WARNING: Custom scripts gain full access to staff and student user accounts, including the ability to act as these users on Studio, discussion forums, and instructor dashboards. Use this feature with extreme caution. Only include scripts from experienced, trusted JavaScript authors, and only include scripts hosted on secure trusted servers.

(As an aside, it might be valuable for the existing script-tag feature to carry a similar warning, though that is outside the scope of this OEP.)

Security was briefly touched on in the initial edx-code thread for this feature. One idea mentioned there (but not yet adopted in this OEP) is to allow only /static/*.js scripts; this would prevent exploits in which an attacker compromises a server hosting an included script and replaces it with a malicious script, but it would also differ from the behavior of <script type="text/javascript"> tags which may use any valid https:// URL. Another comment raised the idea of a feature flag:

“We might want to make this feature be something that can be disabled if a given installation is not comfortable with giving this power to its authors. As you point out, the power is already there through multiple other mechanisms, so maybe this isn’t a concern.”

What about performance?#

Several performance-related points were also raised via edx-code. The first concerns the use of this feature to load JavaScript libraries (e.g., for things like course-wide code syntax highlighting):

“Having the assets tied to the course means that even if the block [that uses these assets] is removed, the assets would still be loaded. It would be better to have them requested on-demand by only the blocks that need them. Having said that, we don’t have a mechanism in XBlock to allow multiple blocks to share the same library.”
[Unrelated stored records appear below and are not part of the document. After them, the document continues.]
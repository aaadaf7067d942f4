//! Returning-user login: phone, OTP, then the existing PIN.

use super::pin::PinEntry;
use super::signup::verify_phone;
use super::{FlowContext, FlowError, FlowRecorder, Step};
use crate::actions::CodeIntent;
use crate::driver::PageDriver;

/// Log `phone` back in. Lands on the home screen when the PIN is accepted.
///
/// PIN entry is optional: the keypad may advance on the last digit before
/// anything can be read back, so the caller's home-screen assertion decides.
/// A PIN creation screen here means the account was never finished; that
/// aborts the flow instead of setting a new PIN.
pub async fn run_login(
    ctx: &FlowContext<'_>,
    page: &dyn PageDriver,
    recorder: &mut FlowRecorder,
    phone: &str,
    pin: &PinEntry,
) -> Result<(), FlowError> {
    recorder
        .run(Step::required("open app"), async {
            page.goto(&ctx.config.app_url).await?;
            Ok(())
        })
        .await?;
    verify_phone(ctx, page, recorder, phone).await?;
    recorder
        .run(Step::optional("enter PIN"), async {
            pin.submit(page, CodeIntent::EnterPin, &ctx.config.default_pin)
                .await?;
            Ok(())
        })
        .await?;
    recorder
        .run(Step::optional("log in"), async {
            pin.follow_up(page, CodeIntent::EnterPin).await?;
            Ok(())
        })
        .await?;
    Ok(())
}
This is a valid point; there’s a risk of vestigial libraries being loaded with this approach. The simplest way to address this concern is to recommend that authors not use this feature for libraries and instead continue loading these using the existing mechanism (i.e., by adding script tags in any blocks where they are needed).

Another comment mentioned the impact of additional HTTP requests:

“There are performance implications to loading a number of individual files like this. Having said that, it would be difficult to have individual courses contribute files to the static asset pipeline, since courses can be created/imported after the LMS has been stood up.”
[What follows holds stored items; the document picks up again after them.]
//! Phone signup through to the personal-details screens.

use std::collections::hash_map::DefaultHasher;
use std::hash::{Hash, Hasher};
use std::time::Duration;

use serde::{Deserialize, Serialize};

use super::otp::{enter_otp, fetch_admin_otp, is_otp_required};
use super::{FlowContext, FlowError, FlowRecorder, Step};
use crate::actions::{
    ActionTarget, AriaRole, ClickPlan, FieldSetter, LocatorResolver, LocatorStrategy, TextMatcher,
    ValueComparison, click_target,
};
use crate::driver::PageDriver;
use crate::media::UserMedia;

const DETAIL_FIELD_BUDGET: Duration = Duration::from_secs(20);

/// What the applicant typed during signup.
#[derive(Debug, Clone, PartialEq, Eq, Serialize, Deserialize)]
pub struct SignupDetails {
    pub phone: String,
    pub name: String,
    pub id_number: String,
    pub email: String,
}

impl SignupDetails {
    pub fn new(seed: &str, id_number: &str, phone: impl Into<String>) -> Self {
        SignupDetails {
            phone: phone.into(),
            name: name_for_seed(seed),
            id_number: id_number.chars().filter(char::is_ascii_digit).take(13).collect(),
            email: email_for_seed(seed),
        }
    }

    pub fn for_media(media: &UserMedia, phone: impl Into<String>) -> Self {
        SignupDetails::new(&media.seed, &media.id, phone)
    }
}

fn alphanumeric(seed: &str) -> String {
    seed.chars().filter(char::is_ascii_alphanumeric).collect()
}

/// `User<seed>`, at most 12 characters.
pub fn name_for_seed(seed: &str) -> String {
    format!("User{}", alphanumeric(seed)).chars().take(12).collect()
}

pub fn email_for_seed(seed: &str) -> String {
    let local: String = alphanumeric(seed).to_lowercase().chars().take(18).collect();
    format!("test+{local}@gmail.com")
}

/// A `082` mobile number with seven digits derived from `seed` and the clock.
pub fn generate_phone(seed: &str) -> String {
    let mut hasher = DefaultHasher::new();
    seed.hash(&mut hasher);
    chrono::Utc::now().timestamp_nanos_opt().hash(&mut hasher);
    format!("082{}", 1_000_000 + hasher.finish() % 9_000_000)
}

pub fn phone_target(custom_selector: Option<&str>, budget: Duration) -> ActionTarget {
    let builder = ActionTarget::builder("phone number").budget(budget);
    match custom_selector {
        Some(selector) => builder.css(selector).build(),
        None => builder
            .css(r#"input[type="tel"]"#)
            .css(r#"input[data-testid="phone-input"][type="tel"]"#)
            .css(r#"input[aria-label="Phone number"]"#)
            .attribute("placeholder", TextMatcher::regex("(?i)082 567 6728|phone|tel"))
            .role(AriaRole::Textbox, TextMatcher::regex("(?i)phone number"))
            .css("input")
            .build(),
    }
}

/// Type `digits` into the phone field.
///
/// Without a custom selector, a page with exactly one input uses that input.
pub async fn set_phone_number(
    page: &dyn PageDriver,
    digits: &str,
    custom_selector: Option<&str>,
    budget: Duration,
) -> Result<(), FlowError> {
    let setter = FieldSetter::phone();
    if custom_selector.is_none() {
        let inputs = page.query(&LocatorStrategy::css("input")).await?;
        if let [only] = inputs.as_slice() {
            setter.set(page, only, digits, "phone number").await?;
            return Ok(());
        }
    }
    setter
        .set_target(page, &phone_target(custom_selector, budget), digits)
        .await?;
    Ok(())
}

pub fn sms_button(budget: Duration) -> ActionTarget {
    ActionTarget::builder("SMS button")
        .budget(budget)
        .role(AriaRole::Button, TextMatcher::regex("(?i)sms"))
        .build()
}

pub async fn click_next(page: &dyn PageDriver, budget: Duration) -> Result<(), FlowError> {
    let next = ActionTarget::button(&["Next"]).budget(budget).build();
    click_target(page, &next, &ClickPlan::default()).await?;
    Ok(())
}

/// Phone, SMS and OTP. Shared by signup and login.
pub async fn verify_phone(
    ctx: &FlowContext<'_>,
    page: &dyn PageDriver,
    recorder: &mut FlowRecorder,
    phone: &str,
) -> Result<(), FlowError> {
    let config = ctx.config;
    let budget = ctx.click_timeout().max(Duration::from_secs(10));
    recorder
        .run(
            Step::required("phone number"),
            set_phone_number(page, phone, config.phone_selector.as_deref(), budget),
        )
        .await?;
    recorder
        .run(Step::required("request SMS"), async {
            click_target(page, &sms_button(budget), &ClickPlan::default()).await?;
            Ok(())
        })
        .await?;
    recorder
        .run(Step::required("OTP"), async {
            if !is_otp_required(page, config.otp_check_selector.as_deref()).await {
                ctx.logger
                    .info("no OTP prompt shown; continuing", Some("otp"), None);
                return Ok(());
            }
            let code = fetch_admin_otp(ctx).await?;
            enter_otp(page, &code, config.otp_check_selector.as_deref()).await?;
            Ok(())
        })
        .await?;
    Ok(())
}

fn name_field() -> ActionTarget {
    ActionTarget::builder("name")
        .budget(DETAIL_FIELD_BUDGET)
        .css(r#"input[placeholder="Name"]"#)
        .build()
}

fn id_number_field() -> ActionTarget {
    ActionTarget::builder("ID number")
        .budget(DETAIL_FIELD_BUDGET)
        .css(r#"input[placeholder="9807130178080"]"#)
        .attribute("placeholder", TextMatcher::regex(r"^\d{10,}$"))
        .css(r#"input[inputmode="numeric"][maxlength="13"]"#)
        .css(r#"input[maxlength="13"]"#)
        .css(r#"input[type="text"]"#)
        .build()
}

fn email_field() -> ActionTarget {
    ActionTarget::builder("email")
        .budget(DETAIL_FIELD_BUDGET)
        .css(r#"input[placeholder="email@gmail.com"]"#)
        .css(r#"input[type="email"]"#)
        .css(r#"input[inputmode="email"]"#)
        .attribute("placeholder", TextMatcher::contains("@"))
        .build()
}

async fn fill_and_next(
    page: &dyn PageDriver,
    field: &ActionTarget,
    value: &str,
    comparison: ValueComparison,
    next_budget: Duration,
) -> Result<(), FlowError> {
    let resolved = LocatorResolver::new(page).resolve(field).await?;
    FieldSetter::new(comparison)
        .set(page, &resolved.element, value, field.description())
        .await?;
    if let Err(err) = page.blur(&resolved.element).await {
        log::debug!("blur on {} failed: {err}", field.description());
    }
    click_next(page, next_budget).await
}

/// Open the app and complete phone verification and the personal details.
pub async fn run_signup(
    ctx: &FlowContext<'_>,
    page: &dyn PageDriver,
    recorder: &mut FlowRecorder,
    details: &SignupDetails,
) -> Result<(), FlowError> {
    let budget = ctx.click_timeout().max(Duration::from_secs(5));
    recorder
        .run(Step::required("open app"), async {
            page.goto(&ctx.config.app_url).await?;
            Ok(())
        })
        .await?;
    verify_phone(ctx, page, recorder, &details.phone).await?;
    recorder
        .run(
            Step::required("name"),
            fill_and_next(page, &name_field(), &details.name, ValueComparison::Exact, budget),
        )
        .await?;
    recorder
        .run(
            Step::required("ID number"),
            fill_and_next(
                page,
                &id_number_field(),
                &details.id_number,
                ValueComparison::DigitsOnly,
                budget,
            ),
        )
        .await?;
    recorder
        .run(
            Step::required("email"),
            fill_and_next(page, &email_field(), &details.email, ValueComparison::Exact, budget),
        )
        .await?;
    ctx.logger.info(
        format!("signed up {} ({})", details.name, details.phone),
        Some("signup"),
        Some(serde_json::json!({ "id_number": details.id_number, "email": details.email })),
    );
    Ok(())
}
Some benchmarking will likely be appropriate here, though hopefully the benefits of this feature will outweigh any performance impact if only a few scripts are included. Caching should help to reduce the duration of each request after the initial load: it looks like edX sets the Cache-Control max-age to 1 year, and external JavaScript CDNs should also have reasonable caching behavior. Hopefully HTTP/2 will also help as it gains adoption.

What about compatibility and support?#

Platform hosts such as edX should make it clear that this is a power-user feature that would carry no support beyond that for current <script type="text/javascript"> tags (i.e., the platform guarantees that your scripts will make it into the page, but you’re on your own if they don’t work or if something breaks due to platform changes). As with security above, it’s possible there will be more complaints or support requests from users simply because of wider script usage, though good documentation and a warning in the policy key description should hopefully keep these to a minimum.

Backward Compatibility#

The proposed feature does not introduce any known backward incompatibilities.

Reference Implementation#

Rejected Alternatives#

None so far (other than hacks involving scripts to automate the process of modifying every vertical in a course).